Elastic Stack Kibana
1

Hi there,

I am trying to query for a right-to-left override (RTLO) character (U+202E) within a process name.

My query in Dev Tools in Kibana is this:

GET /[index_name]/_eql/search
{
  "query": """
    process where process.name like "*Up\u{200f}date.exe"
  """
}

I use the unicode syntax based on what I had found from a section in the documentation.

This is the error that I received:

{
  "error" : {
    "root_cause" : [
      {
        "type" : "parsing_exception",
        "reason" : "line 2:37: token recognition error at: '\"*Up\\u'"
      }
    ],
    "type" : "parsing_exception",
    "reason" : "line 2:37: token recognition error at: '\"*Up\\u'",
    "caused_by" : {
      "type" : "lexer_no_viable_alt_exception",
      "reason" : null
    }
  },
  "status" : 400
}

Leaving a white-space where my query is process where process.name like "*Up \u{200f} date.exe", leads to the same error.

I have tried changing the query to process where process.name like "*Up\\u{200f}date.exe", which adds an extra backslash. While the query executes successfully, no results are returned.

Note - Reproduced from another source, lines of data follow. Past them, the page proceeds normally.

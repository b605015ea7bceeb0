use crate::agent::{Agent, AgentId};
use crate::ball::Ball;
use crate::decision::is_path_clear;
use crate::goal::Goals;
use football_shared::vec2::{add, distance, scale, sub, Vec2, EPSILON};

/// Distance to the ball within which a collision counts as a contest for it
pub const POSSESSION_PROXIMITY: f64 = 30.0;

pub fn overlapping(a: &Agent, b: &Agent) -> bool {
    distance(a.pos, b.pos) < a.radius + b.radius
}

/// Push two overlapping agents apart along the line joining their centres, each
/// by half the penetration, so they end up exactly touching.
///
/// Coincident centres have no line between them; they are separated along +x.
pub fn resolve_collision(a: &mut Agent, b: &mut Agent) {
    let min_separation = a.radius + b.radius;
    let delta = sub(b.pos, a.pos);
    let dist = distance(a.pos, b.pos);

    let overlap = min_separation - dist;
    if overlap <= 0.0 {
        return;
    }

    let normal = if dist < EPSILON {
        Vec2::new(1.0, 0.0)
    } else {
        scale(delta, 1.0 / dist)
    };

    let half = overlap / 2.0;
    a.pos = sub(a.pos, scale(normal, half));
    b.pos = add(b.pos, scale(normal, half));
}

/// Mutable references to two distinct roster entries.
fn pair_mut(roster: &mut [Agent], i: usize, j: usize) -> (&mut Agent, &mut Agent) {
    debug_assert!(i < j);
    let (head, tail) = roster.split_at_mut(j);
    (&mut head[i], &mut tail[0])
}

/// Whether agent `id` is fighting for the ball: close to it with its path to goal blocked.
fn contests_ball(roster: &[Agent], id: AgentId, ball: &Ball, goals: &Goals) -> bool {
    let agent = &roster[id.index()];
    distance(agent.pos, ball.pos) < POSSESSION_PROXIMITY
        && !is_path_clear(roster, id, goals.get(agent.attacks).center())
}

/// One collision pass over every unordered pair, in roster order.
///
/// Overlapping pairs are always separated. When the first agent of the pair is
/// contesting the ball, both are flagged as colliding with each other and the
/// first agent's collision counter advances (once per frame). Agents left
/// unflagged by the pass have their collision state cleared.
///
/// Returns the flagged pairs.
pub fn check_and_resolve_collisions(
    roster: &mut [Agent],
    ball: &Ball,
    goals: &Goals,
) -> Vec<(AgentId, AgentId)> {
    let n = roster.len();
    let mut flagged = vec![false; n];
    let mut counted = vec![false; n];
    let mut contacts = Vec::new();

    for i in 0..n {
        for j in (i + 1)..n {
            if !overlapping(&roster[i], &roster[j]) {
                continue;
            }

            if contests_ball(roster, AgentId(i), ball, goals) {
                roster[i].colliding_with = Some(AgentId(j));
                roster[j].colliding_with = Some(AgentId(i));
                flagged[i] = true;
                flagged[j] = true;
                if !counted[i] {
                    roster[i].handle_collision();
                    counted[i] = true;
                }
                contacts.push((AgentId(i), AgentId(j)));
                tracing::debug!("{} collides with {}", roster[i].name, roster[j].name);
            }

            let (a, b) = pair_mut(roster, i, j);
            resolve_collision(a, b);
        }
    }

    for (idx, agent) in roster.iter_mut().enumerate() {
        if !flagged[idx] {
            agent.clear_collision();
        }
    }

    contacts
}
//! Layered application configuration.
//!
//! Settings are merged in increasing precedence:
//!
//! 1. Built-in defaults ([`AppConfig::default`])
//! 2. TOML file (`<config_dir>/config.toml`, or an explicit `--config` path)
//! 3. Environment variables prefixed with `DUPELINT_` (e.g. `DUPELINT_ALGORITHM=sha256`)
//! 4. Command-line flags (applied by the caller with [`AppConfig::apply_scan_args`])
//!
//! The merged configuration is validated and turned into a
//! [`FinderConfig`] with [`AppConfig::to_finder_config`].

use std::path::{Path, PathBuf};

use directories::ProjectDirs;
use figment::providers::{Env, Format, Serialized, Toml};
use figment::Figment;
use serde::{Deserialize, Serialize};

use crate::cli::ScanArgs;
use crate::duplicates::{FinderConfig, HashPolicy, OriginalPolicy};
use crate::emitter::OverflowPolicy;
use crate::scanner::{ChecksumAlgorithm, WalkerConfig, DEFAULT_PREFIX_SIZE};

/// Environment variable prefix for configuration overrides.
pub const ENV_PREFIX: &str = "DUPELINT_";

/// Fatal configuration problems, surfaced before any work starts.
#[derive(thiserror::Error, Debug, Clone)]
pub enum ConfigError {
    /// The requested checksum algorithm is not part of the family.
    #[error("Unknown checksum algorithm '{name}' (valid: {valid})")]
    UnknownAlgorithm {
        /// Name as given by the user
        name: String,
        /// Comma-separated list of accepted names
        valid: String,
    },

    /// Prefix size must be at least one byte.
    #[error("Invalid prefix size: {0} (must be at least 1 byte)")]
    InvalidPrefixSize(u64),

    /// The I/O pool needs at least one thread.
    #[error("Invalid I/O thread count: {0} (must be at least 1)")]
    InvalidThreadCount(usize),

    /// `min_size` is larger than `max_size`.
    #[error("Invalid size range: min_size {min} is larger than max_size {max}")]
    InvalidSizeRange {
        /// Lower bound
        min: u64,
        /// Upper bound
        max: u64,
    },

    /// The subscriber queue needs room for at least one event.
    #[error("Invalid queue capacity: {0} (must be at least 1)")]
    InvalidQueueCapacity(usize),

    /// No root path was given.
    #[error("No root paths given")]
    NoRoots,

    /// The layered sources could not be merged or deserialized.
    #[error("Failed to load configuration: {0}")]
    Load(#[from] Box<figment::Error>),
}

/// Merged application configuration.
#[derive(Debug, Clone, PartialEq, Eq, Serialize, Deserialize)]
#[serde(default)]
pub struct AppConfig {
    /// Checksum algorithm name (see `dupelint algorithms`).
    pub algorithm: String,
    /// Hash a prefix first and only fully hash prefix matches.
    pub two_stage: bool,
    /// Prefix length in bytes.
    pub prefix_size: u64,
    /// How the original of each duplicate set is chosen.
    pub original: OriginalPolicy,
    /// Threads in the hashing pool.
    pub io_threads: usize,
    /// Start prefix hashing while the walk is still running.
    pub prefetch: bool,
    /// Memory-map large files when hashing.
    pub use_mmap: bool,
    /// Follow symbolic links.
    pub follow_symlinks: bool,
    /// Skip dot-files and dot-directories.
    pub skip_hidden: bool,
    /// Report every link of a hardlinked file.
    pub keep_hardlinks: bool,
    /// Consider zero-byte files.
    pub include_empty: bool,
    /// Minimum file size in bytes.
    pub min_size: Option<u64>,
    /// Maximum file size in bytes.
    pub max_size: Option<u64>,
    /// Maximum recursion depth below each root.
    pub max_depth: Option<usize>,
    /// Extra gitignore-style patterns.
    pub ignore_patterns: Vec<String>,
    /// Detect directories whose whole content is duplicated.
    pub merge_directories: bool,
    /// Abort on the first per-file error.
    pub strict: bool,
    /// Bound of the subscriber event queue.
    pub queue_capacity: usize,
    /// What to do when the subscriber queue is full.
    pub overflow: OverflowPolicy,
}

impl Default for AppConfig {
    fn default() -> Self {
        Self {
            algorithm: ChecksumAlgorithm::default().name().to_string(),
            two_stage: true,
            prefix_size: DEFAULT_PREFIX_SIZE,
            original: OriginalPolicy::default(),
            io_threads: 4,
            prefetch: true,
            use_mmap: true,
            follow_symlinks: false,
            skip_hidden: false,
            keep_hardlinks: false,
            include_empty: false,
            min_size: None,
            max_size: None,
            max_depth: None,
            ignore_patterns: Vec::new(),
            merge_directories: false,
            strict: false,
            queue_capacity: 256,
            overflow: OverflowPolicy::default(),
        }
    }
}

impl AppConfig {
    /// Platform-specific default config file location.
    #[must_use]
    pub fn default_path() -> Option<PathBuf> {
        ProjectDirs::from("com", "dupelint", "dupelint")
            .map(|dirs| dirs.config_dir().join("config.toml"))
    }

    /// Build the layered figment (defaults, TOML file, environment).
    ///
    /// A missing file is not an error; figment treats it as empty.
    #[must_use]
    pub fn figment(config_path: Option<&Path>) -> Figment {
        let mut figment = Figment::from(Serialized::defaults(Self::default()));

        let file = config_path
            .map(Path::to_path_buf)
            .or_else(Self::default_path);
        if let Some(path) = file {
            log::debug!("Reading configuration from {}", path.display());
            figment = figment.merge(Toml::file(path));
        }

        figment.merge(Env::prefixed(ENV_PREFIX).ignore(&["config"]))
    }

    /// Load and validate configuration from file and environment.
    ///
    /// # Errors
    ///
    /// Returns [`ConfigError::Load`] for unreadable or malformed sources and
    /// the validation errors of [`AppConfig::validate`].
    pub fn load(config_path: Option<&Path>) -> Result<Self, ConfigError> {
        let config: Self = Self::figment(config_path).extract().map_err(Box::new)?;
        config.validate()?;
        Ok(config)
    }

    /// Overlay explicitly given command-line flags.
    #[must_use]
    pub fn apply_scan_args(mut self, args: &ScanArgs) -> Self {
        if let Some(algorithm) = &args.algorithm {
            self.algorithm.clone_from(algorithm);
        }
        if args.no_two_stage {
            self.two_stage = false;
        }
        if let Some(prefix) = args.prefix_size {
            self.prefix_size = prefix;
        }
        if let Some(original) = args.original {
            self.original = original.into();
        }
        if let Some(threads) = args.io_threads {
            self.io_threads = threads;
        }
        if args.no_mmap {
            self.use_mmap = false;
        }
        self.follow_symlinks |= args.follow_symlinks;
        self.skip_hidden |= args.skip_hidden;
        self.keep_hardlinks |= args.keep_hardlinks;
        self.include_empty |= args.include_empty;
        self.merge_directories |= args.merge_directories;
        self.strict |= args.strict;
        if args.min_size.is_some() {
            self.min_size = args.min_size;
        }
        if args.max_size.is_some() {
            self.max_size = args.max_size;
        }
        if args.max_depth.is_some() {
            self.max_depth = args.max_depth;
        }
        self.ignore_patterns
            .extend(args.ignore_patterns.iter().cloned());
        self
    }

    /// Check value ranges and the algorithm name.
    ///
    /// # Errors
    ///
    /// Returns the first [`ConfigError`] found.
    pub fn validate(&self) -> Result<(), ConfigError> {
        self.algorithm.parse::<ChecksumAlgorithm>()?;
        if self.prefix_size == 0 {
            return Err(ConfigError::InvalidPrefixSize(self.prefix_size));
        }
        if self.io_threads == 0 {
            return Err(ConfigError::InvalidThreadCount(self.io_threads));
        }
        if self.queue_capacity == 0 {
            return Err(ConfigError::InvalidQueueCapacity(self.queue_capacity));
        }
        if let (Some(min), Some(max)) = (self.min_size, self.max_size) {
            if min > max {
                return Err(ConfigError::InvalidSizeRange { min, max });
            }
        }
        Ok(())
    }

    /// Walker settings derived from this configuration.
    #[must_use]
    pub fn walker_config(&self) -> WalkerConfig {
        WalkerConfig {
            follow_symlinks: self.follow_symlinks,
            skip_hidden: self.skip_hidden,
            min_size: self.min_size,
            max_size: self.max_size,
            max_depth: self.max_depth,
            ignore_patterns: self.ignore_patterns.clone(),
            keep_hardlinks: self.keep_hardlinks,
            include_empty: self.include_empty,
        }
    }

    /// Validate and convert into engine configuration.
    ///
    /// # Errors
    ///
    /// Returns a [`ConfigError`] if validation fails.
    pub fn to_finder_config(&self) -> Result<FinderConfig, ConfigError> {
        self.validate()?;
        let algorithm: ChecksumAlgorithm = self.algorithm.parse()?;

        Ok(FinderConfig::default()
            .with_algorithm(algorithm)
            .with_hash_policy(HashPolicy {
                two_stage: self.two_stage,
                prefix_size: self.prefix_size,
            })
            .with_original_policy(self.original)
            .with_io_threads(self.io_threads)
            .with_prefetch(self.prefetch)
            .with_mmap(self.use_mmap)
            .with_merge_directories(self.merge_directories)
            .with_strict(self.strict)
            .with_walker_config(self.walker_config()))
    }
}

This is how the process name looks like in Kibana:

image
image1040×185 13.4 KB

As can be seen from my cursor highlight, the RTLO character is inserted after Up.

Thank you for your time!

Note-to-self: I should change like to ==.
Note-to-self-2: Found an old post about replacing unicode characters, but it is for Logstash.

2

You need to escape this twice. So first time you do the escape for the eql unicode character and the you do a JSON escape on top of those characters.

3

Thanks a lot for replying to this - I just found out that my original findings were most likely due to the page (that I referenced in my original post) being "preliminary documentation for a future release".

When visiting the documentation for the current, latest release, I do not see the section about escaping unicode characters at all.

In the event that the current documentation is inaccurate, I would still like to try out your suggestion of the double-escaping in the meantime. Just to confirm that I interpreted what you said correctly, would this turn out to be Up\\u\{200f\}date.exe?

Thank you!

4

This topic was automatically closed 28 days after the last reply. New replies are no longer allowed.